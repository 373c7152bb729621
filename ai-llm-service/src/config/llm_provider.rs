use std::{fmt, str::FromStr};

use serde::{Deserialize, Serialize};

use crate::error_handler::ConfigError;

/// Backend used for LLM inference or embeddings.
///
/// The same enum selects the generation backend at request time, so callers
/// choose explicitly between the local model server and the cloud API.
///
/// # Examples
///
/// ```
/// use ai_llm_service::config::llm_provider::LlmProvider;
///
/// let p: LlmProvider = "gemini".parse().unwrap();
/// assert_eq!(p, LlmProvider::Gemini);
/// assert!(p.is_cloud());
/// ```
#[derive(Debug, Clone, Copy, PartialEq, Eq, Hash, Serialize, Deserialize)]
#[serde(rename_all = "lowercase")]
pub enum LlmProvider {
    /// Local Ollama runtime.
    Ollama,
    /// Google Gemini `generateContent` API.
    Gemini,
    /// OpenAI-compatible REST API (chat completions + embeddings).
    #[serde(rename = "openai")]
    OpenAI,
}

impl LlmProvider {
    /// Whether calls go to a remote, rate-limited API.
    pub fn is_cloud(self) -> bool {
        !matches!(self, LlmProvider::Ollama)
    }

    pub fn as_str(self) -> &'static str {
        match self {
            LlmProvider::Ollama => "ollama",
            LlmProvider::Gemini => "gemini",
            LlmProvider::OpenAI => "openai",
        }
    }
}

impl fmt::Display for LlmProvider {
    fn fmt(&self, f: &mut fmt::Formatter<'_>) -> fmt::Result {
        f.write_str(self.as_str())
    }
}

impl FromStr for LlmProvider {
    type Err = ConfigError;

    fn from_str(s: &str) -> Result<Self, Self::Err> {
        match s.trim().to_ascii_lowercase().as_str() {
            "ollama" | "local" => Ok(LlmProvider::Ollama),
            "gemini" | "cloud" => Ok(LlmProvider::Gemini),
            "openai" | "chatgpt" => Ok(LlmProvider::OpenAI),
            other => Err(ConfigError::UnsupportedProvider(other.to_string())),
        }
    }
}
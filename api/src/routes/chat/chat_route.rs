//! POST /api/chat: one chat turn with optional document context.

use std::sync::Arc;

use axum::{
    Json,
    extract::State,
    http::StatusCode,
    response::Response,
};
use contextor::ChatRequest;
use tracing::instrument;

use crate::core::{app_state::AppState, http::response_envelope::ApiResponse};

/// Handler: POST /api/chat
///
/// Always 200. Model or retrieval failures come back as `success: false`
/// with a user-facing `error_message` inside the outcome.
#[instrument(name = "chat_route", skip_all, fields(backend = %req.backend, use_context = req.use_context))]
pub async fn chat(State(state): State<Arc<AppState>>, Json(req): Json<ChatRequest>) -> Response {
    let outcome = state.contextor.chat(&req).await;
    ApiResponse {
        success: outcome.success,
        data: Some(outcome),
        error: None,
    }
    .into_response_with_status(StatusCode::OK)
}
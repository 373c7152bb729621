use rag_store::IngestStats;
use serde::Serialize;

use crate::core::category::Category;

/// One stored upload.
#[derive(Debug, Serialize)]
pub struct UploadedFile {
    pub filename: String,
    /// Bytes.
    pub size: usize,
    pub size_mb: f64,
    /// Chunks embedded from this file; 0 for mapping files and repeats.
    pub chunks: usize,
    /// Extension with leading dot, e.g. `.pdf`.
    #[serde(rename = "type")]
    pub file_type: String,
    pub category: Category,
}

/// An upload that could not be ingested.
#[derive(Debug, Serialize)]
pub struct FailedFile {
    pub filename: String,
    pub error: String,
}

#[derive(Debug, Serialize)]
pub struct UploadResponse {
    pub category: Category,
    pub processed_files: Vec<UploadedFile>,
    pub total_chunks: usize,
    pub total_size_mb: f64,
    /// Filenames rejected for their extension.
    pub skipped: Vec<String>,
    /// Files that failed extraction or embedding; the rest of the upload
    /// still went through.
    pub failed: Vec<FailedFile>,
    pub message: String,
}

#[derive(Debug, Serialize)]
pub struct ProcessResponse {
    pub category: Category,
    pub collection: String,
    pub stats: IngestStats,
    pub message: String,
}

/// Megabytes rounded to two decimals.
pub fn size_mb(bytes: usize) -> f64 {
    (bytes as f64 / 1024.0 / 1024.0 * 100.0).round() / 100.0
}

==

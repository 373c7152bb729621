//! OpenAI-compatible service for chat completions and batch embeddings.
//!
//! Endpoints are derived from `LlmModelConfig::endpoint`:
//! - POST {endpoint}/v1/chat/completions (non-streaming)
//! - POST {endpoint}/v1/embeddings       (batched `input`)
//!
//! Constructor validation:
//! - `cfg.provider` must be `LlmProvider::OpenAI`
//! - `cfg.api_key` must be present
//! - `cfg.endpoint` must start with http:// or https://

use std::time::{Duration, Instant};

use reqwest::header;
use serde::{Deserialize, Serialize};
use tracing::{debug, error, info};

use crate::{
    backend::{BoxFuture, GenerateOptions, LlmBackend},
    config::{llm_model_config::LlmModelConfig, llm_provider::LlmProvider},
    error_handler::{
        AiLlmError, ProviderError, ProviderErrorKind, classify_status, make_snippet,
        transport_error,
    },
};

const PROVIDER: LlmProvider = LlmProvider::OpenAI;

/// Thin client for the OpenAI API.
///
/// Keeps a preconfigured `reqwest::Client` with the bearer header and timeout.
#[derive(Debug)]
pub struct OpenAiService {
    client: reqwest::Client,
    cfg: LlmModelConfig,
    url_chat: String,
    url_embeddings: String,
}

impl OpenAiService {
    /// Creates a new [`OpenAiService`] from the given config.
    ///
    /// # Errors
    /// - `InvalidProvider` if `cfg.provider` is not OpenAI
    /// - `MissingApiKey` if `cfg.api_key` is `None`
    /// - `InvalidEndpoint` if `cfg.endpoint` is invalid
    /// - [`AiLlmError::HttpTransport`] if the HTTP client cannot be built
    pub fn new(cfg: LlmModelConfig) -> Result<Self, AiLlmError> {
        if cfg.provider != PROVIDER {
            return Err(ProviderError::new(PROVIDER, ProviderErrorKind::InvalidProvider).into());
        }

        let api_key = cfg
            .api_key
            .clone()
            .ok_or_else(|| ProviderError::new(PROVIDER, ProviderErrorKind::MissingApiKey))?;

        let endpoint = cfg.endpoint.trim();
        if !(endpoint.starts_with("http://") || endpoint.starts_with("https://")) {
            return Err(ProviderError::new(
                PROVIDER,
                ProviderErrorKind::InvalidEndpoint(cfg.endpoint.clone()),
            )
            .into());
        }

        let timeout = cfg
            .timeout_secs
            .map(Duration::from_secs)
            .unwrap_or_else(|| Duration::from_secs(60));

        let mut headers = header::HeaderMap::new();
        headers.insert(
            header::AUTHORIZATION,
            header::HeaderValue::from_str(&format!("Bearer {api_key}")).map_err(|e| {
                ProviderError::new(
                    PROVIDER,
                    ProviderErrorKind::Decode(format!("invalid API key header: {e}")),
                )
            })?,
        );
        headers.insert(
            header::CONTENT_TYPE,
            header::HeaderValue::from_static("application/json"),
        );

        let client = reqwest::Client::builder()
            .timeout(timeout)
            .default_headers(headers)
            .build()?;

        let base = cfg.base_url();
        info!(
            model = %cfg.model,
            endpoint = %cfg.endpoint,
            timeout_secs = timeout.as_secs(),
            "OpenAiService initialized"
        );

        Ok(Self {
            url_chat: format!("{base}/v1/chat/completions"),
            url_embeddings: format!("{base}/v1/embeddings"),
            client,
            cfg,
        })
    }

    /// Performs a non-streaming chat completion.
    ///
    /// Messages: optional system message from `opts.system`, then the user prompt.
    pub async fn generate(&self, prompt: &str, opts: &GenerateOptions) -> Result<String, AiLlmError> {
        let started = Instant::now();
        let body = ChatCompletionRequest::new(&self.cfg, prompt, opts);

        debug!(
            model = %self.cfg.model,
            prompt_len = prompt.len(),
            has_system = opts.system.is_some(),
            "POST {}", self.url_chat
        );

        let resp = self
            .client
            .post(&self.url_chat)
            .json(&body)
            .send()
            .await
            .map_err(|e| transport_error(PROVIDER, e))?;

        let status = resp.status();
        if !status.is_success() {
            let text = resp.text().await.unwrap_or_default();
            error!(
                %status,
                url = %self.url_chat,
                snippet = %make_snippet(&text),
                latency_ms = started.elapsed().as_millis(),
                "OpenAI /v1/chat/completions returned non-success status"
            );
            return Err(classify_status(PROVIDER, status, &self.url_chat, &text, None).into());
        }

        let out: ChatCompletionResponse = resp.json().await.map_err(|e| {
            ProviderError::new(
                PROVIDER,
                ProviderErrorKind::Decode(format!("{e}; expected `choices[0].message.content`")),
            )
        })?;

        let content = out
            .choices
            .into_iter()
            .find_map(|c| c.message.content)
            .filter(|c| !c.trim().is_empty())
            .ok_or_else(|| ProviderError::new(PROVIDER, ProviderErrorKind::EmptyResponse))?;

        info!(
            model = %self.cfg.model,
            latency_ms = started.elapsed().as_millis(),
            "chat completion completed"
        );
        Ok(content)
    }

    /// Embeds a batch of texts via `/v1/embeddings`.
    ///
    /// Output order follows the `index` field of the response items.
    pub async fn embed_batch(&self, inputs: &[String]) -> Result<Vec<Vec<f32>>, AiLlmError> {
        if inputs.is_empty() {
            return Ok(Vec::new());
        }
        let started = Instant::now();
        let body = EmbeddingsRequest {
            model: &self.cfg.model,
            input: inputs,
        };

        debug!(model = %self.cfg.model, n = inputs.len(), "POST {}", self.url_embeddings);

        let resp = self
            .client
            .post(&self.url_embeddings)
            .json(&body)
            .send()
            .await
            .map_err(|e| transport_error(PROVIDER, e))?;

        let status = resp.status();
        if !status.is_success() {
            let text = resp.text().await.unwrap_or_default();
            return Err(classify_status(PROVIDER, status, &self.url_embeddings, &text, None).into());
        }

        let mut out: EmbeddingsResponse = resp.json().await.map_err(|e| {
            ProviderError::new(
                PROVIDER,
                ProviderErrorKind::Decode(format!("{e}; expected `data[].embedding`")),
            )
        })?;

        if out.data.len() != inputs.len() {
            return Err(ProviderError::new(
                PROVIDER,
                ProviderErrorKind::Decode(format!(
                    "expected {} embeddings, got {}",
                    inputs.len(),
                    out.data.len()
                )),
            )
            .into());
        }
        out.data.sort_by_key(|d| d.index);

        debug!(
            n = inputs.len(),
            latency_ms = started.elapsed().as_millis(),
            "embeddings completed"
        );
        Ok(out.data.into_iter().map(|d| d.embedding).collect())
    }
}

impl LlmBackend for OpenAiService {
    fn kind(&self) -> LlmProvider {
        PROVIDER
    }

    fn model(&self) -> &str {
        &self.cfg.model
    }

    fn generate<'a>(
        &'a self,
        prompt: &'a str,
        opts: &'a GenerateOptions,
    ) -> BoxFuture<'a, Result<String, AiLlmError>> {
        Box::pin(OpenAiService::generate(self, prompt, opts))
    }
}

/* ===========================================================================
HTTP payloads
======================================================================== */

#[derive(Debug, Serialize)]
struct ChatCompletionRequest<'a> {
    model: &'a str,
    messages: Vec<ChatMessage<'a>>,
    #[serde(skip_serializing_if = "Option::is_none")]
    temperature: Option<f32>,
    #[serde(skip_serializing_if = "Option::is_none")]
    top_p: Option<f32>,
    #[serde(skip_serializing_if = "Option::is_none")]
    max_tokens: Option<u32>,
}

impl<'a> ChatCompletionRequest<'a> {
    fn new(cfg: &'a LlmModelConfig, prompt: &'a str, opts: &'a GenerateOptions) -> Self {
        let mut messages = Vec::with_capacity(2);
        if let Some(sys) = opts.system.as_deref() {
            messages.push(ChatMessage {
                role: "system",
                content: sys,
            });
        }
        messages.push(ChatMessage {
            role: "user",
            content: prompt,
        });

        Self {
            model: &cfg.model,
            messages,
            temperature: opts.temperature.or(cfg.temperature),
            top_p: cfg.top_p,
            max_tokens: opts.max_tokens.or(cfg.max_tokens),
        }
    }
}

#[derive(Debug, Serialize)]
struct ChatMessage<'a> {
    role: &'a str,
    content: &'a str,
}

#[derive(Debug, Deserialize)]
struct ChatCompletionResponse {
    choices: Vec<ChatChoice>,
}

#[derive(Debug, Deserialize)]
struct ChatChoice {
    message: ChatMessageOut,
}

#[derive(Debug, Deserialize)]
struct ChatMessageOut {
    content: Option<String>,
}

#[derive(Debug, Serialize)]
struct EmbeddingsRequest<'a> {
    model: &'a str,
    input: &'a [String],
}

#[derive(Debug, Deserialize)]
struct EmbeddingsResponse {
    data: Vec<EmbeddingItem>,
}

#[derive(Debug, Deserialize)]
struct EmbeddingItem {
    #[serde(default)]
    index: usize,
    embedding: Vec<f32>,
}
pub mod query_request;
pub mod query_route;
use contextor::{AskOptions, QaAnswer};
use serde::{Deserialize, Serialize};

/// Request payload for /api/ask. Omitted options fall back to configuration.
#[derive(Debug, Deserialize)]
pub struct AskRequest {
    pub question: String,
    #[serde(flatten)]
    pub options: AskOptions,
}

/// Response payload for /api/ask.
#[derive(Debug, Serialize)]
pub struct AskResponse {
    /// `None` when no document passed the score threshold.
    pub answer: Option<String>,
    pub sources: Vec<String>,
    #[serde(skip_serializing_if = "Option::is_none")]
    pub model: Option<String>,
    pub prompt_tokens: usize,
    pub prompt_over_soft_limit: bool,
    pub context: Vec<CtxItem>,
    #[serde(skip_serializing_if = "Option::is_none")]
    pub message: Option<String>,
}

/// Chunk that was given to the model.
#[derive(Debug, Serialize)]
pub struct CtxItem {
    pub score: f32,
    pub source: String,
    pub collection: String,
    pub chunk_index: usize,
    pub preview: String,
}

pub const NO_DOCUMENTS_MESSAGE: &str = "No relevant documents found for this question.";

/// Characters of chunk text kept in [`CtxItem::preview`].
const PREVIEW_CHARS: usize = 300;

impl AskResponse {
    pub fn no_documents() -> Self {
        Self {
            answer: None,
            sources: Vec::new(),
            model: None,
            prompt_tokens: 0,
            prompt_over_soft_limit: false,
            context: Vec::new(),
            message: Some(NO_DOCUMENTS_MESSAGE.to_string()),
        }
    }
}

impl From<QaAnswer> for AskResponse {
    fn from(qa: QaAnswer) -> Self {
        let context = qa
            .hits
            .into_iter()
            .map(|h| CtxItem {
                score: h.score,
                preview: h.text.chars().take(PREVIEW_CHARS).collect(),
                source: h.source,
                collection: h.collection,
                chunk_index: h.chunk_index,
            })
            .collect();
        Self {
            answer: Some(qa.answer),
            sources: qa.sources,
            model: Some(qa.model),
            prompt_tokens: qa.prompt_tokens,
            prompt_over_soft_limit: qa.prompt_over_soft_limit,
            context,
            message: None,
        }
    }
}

▶ [The task]
Which lines hold the word "BoxFuture"? Return all of them from the records above.

▶ [Answer space]
    backend::{BoxFuture, GenerateOptions, LlmBackend},
    ) -> BoxFuture<'a, Result<String, AiLlmError>> {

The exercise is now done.